#### [Data to process]
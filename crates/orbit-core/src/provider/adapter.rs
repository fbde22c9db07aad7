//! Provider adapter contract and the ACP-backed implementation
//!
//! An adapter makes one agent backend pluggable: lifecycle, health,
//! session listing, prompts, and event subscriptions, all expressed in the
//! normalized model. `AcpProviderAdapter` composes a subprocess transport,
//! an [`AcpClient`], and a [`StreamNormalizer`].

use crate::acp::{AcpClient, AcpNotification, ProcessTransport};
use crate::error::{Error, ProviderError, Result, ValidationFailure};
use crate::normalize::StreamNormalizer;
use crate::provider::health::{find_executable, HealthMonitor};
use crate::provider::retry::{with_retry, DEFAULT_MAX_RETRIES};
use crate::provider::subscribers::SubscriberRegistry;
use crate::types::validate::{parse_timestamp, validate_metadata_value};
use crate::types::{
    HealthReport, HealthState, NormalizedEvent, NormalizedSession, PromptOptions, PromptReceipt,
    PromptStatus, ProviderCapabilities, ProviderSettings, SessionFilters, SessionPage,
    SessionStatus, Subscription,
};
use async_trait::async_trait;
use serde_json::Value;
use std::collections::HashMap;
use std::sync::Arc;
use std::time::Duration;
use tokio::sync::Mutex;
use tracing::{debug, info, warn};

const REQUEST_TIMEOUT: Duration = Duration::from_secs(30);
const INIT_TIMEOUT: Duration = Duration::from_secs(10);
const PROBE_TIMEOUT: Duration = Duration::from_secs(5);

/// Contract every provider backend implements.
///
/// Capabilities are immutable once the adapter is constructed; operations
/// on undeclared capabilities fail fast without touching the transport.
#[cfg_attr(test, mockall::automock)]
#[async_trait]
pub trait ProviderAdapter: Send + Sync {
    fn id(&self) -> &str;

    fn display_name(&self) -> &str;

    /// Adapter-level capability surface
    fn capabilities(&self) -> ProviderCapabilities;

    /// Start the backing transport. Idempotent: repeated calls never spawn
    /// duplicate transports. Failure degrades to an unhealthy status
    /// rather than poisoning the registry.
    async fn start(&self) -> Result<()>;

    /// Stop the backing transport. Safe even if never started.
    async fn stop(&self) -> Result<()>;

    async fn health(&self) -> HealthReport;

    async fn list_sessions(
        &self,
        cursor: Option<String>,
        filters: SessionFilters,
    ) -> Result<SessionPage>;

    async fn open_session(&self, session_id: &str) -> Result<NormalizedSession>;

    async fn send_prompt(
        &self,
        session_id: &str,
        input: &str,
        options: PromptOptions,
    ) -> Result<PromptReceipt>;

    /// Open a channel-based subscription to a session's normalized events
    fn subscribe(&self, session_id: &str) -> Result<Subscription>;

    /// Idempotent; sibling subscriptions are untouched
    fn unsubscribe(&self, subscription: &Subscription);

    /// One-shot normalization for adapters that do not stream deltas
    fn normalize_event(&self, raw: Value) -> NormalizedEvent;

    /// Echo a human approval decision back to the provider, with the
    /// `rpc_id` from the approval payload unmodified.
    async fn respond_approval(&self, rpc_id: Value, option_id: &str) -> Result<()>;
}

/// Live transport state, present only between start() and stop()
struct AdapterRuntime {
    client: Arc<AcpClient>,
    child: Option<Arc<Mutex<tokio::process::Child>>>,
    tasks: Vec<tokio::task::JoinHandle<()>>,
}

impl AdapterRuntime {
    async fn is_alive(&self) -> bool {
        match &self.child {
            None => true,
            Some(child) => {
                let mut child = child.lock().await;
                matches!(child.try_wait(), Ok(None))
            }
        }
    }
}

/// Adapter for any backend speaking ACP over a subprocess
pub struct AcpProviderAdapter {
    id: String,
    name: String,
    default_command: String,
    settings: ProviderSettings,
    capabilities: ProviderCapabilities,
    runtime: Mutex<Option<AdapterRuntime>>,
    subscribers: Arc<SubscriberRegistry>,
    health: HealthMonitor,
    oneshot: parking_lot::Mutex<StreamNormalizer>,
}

#### [Work order]
Track down all lines above with the string "subprocess" and copy them.

#### [Finished exercise]
//! normalized model. `AcpProviderAdapter` composes a subprocess transport,
/// Adapter for any backend speaking ACP over a subprocess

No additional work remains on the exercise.